▶ _What you have to do_: Examine each line of the data. Copy those that contain the string "struct".

▶ _Data to use_:
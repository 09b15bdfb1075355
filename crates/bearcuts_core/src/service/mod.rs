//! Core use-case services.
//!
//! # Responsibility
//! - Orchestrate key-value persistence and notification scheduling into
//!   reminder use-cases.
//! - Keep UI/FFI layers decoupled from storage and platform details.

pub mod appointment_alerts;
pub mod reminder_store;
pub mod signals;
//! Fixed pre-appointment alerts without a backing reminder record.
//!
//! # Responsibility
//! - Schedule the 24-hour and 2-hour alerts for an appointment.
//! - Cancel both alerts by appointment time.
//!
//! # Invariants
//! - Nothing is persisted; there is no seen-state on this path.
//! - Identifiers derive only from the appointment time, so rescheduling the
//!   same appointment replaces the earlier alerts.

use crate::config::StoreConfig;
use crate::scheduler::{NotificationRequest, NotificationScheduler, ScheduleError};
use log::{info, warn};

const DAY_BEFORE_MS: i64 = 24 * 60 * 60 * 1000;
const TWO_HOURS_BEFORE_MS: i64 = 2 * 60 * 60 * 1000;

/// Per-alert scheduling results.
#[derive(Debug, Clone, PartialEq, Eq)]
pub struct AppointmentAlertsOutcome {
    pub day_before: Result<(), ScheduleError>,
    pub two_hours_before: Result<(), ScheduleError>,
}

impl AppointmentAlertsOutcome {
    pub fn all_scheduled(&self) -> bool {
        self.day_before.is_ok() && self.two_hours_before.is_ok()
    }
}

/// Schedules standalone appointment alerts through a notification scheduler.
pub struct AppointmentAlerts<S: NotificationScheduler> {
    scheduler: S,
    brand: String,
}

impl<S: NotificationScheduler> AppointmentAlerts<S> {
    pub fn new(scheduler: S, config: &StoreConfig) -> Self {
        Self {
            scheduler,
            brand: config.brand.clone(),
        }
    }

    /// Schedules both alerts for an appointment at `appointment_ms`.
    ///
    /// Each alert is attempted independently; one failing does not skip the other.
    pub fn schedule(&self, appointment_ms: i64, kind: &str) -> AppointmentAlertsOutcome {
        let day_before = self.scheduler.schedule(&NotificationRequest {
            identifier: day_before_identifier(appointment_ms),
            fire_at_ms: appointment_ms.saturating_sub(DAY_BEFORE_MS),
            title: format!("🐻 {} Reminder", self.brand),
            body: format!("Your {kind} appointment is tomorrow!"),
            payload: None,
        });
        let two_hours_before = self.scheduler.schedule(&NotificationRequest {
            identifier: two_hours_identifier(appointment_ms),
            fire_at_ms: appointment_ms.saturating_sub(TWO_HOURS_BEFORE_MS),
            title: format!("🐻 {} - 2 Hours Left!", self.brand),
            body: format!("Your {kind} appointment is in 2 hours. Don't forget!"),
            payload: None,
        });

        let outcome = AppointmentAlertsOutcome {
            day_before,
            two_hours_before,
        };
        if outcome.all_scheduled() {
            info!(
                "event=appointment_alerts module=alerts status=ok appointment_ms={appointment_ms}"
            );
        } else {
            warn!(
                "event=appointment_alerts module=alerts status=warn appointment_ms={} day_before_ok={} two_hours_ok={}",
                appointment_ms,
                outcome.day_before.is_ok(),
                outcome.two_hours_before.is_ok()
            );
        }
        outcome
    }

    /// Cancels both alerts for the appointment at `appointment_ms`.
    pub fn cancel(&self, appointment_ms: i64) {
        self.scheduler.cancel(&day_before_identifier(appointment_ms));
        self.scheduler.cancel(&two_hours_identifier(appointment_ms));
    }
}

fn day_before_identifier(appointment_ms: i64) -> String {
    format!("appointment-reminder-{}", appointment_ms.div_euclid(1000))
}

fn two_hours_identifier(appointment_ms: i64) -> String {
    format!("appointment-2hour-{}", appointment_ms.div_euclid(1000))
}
...
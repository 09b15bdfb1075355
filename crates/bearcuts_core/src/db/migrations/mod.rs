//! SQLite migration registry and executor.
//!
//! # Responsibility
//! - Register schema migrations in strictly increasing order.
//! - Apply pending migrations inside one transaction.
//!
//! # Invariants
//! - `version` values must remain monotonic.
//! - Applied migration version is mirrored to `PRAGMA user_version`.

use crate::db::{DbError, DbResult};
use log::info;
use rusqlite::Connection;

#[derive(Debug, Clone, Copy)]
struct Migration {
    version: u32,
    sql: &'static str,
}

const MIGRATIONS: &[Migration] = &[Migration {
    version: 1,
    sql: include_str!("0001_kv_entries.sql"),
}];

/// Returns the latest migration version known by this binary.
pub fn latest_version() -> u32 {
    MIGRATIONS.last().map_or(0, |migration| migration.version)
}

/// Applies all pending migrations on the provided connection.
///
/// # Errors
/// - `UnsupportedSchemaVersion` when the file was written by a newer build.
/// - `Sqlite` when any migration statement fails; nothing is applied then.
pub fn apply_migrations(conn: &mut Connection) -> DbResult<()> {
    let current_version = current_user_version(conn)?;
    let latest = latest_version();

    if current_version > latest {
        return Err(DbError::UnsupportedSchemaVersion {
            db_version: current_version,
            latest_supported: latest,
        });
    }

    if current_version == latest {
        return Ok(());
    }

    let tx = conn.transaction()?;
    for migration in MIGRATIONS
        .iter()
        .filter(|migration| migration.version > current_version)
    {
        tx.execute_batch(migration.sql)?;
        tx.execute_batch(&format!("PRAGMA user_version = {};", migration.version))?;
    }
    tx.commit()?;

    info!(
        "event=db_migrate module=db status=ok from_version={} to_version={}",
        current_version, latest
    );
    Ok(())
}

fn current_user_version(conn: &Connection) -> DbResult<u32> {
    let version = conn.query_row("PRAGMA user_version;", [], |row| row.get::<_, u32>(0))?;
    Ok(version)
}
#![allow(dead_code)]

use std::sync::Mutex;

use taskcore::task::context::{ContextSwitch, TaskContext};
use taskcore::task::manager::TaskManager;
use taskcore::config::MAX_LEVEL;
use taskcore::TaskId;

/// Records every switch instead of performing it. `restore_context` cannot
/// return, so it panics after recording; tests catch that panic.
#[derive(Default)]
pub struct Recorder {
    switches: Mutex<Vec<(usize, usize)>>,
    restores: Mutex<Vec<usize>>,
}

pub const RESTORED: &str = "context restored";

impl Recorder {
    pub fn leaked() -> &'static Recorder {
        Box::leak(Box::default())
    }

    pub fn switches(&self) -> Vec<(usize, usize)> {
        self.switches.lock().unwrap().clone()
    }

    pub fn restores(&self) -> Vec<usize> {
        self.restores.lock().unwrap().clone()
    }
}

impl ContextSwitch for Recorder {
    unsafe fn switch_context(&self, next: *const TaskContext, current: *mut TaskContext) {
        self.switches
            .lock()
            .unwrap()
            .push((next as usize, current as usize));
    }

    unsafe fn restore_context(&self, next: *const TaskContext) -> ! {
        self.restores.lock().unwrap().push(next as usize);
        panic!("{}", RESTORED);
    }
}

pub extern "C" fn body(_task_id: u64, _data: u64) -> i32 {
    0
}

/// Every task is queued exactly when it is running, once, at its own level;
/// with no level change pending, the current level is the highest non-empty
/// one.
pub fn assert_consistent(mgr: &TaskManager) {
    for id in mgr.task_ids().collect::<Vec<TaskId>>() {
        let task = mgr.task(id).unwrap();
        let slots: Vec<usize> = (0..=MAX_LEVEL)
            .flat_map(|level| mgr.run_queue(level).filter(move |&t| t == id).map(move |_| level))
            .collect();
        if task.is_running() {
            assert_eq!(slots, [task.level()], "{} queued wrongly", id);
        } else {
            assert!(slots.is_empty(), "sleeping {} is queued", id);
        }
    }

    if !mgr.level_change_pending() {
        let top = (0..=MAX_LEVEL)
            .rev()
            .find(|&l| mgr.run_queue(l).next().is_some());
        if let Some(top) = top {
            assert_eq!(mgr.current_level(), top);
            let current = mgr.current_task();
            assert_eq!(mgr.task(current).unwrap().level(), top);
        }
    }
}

▶ _Response for this exercise_:
pub struct AppointmentAlertsOutcome {
pub struct AppointmentAlerts<S: NotificationScheduler> {
struct Migration {
pub struct Recorder {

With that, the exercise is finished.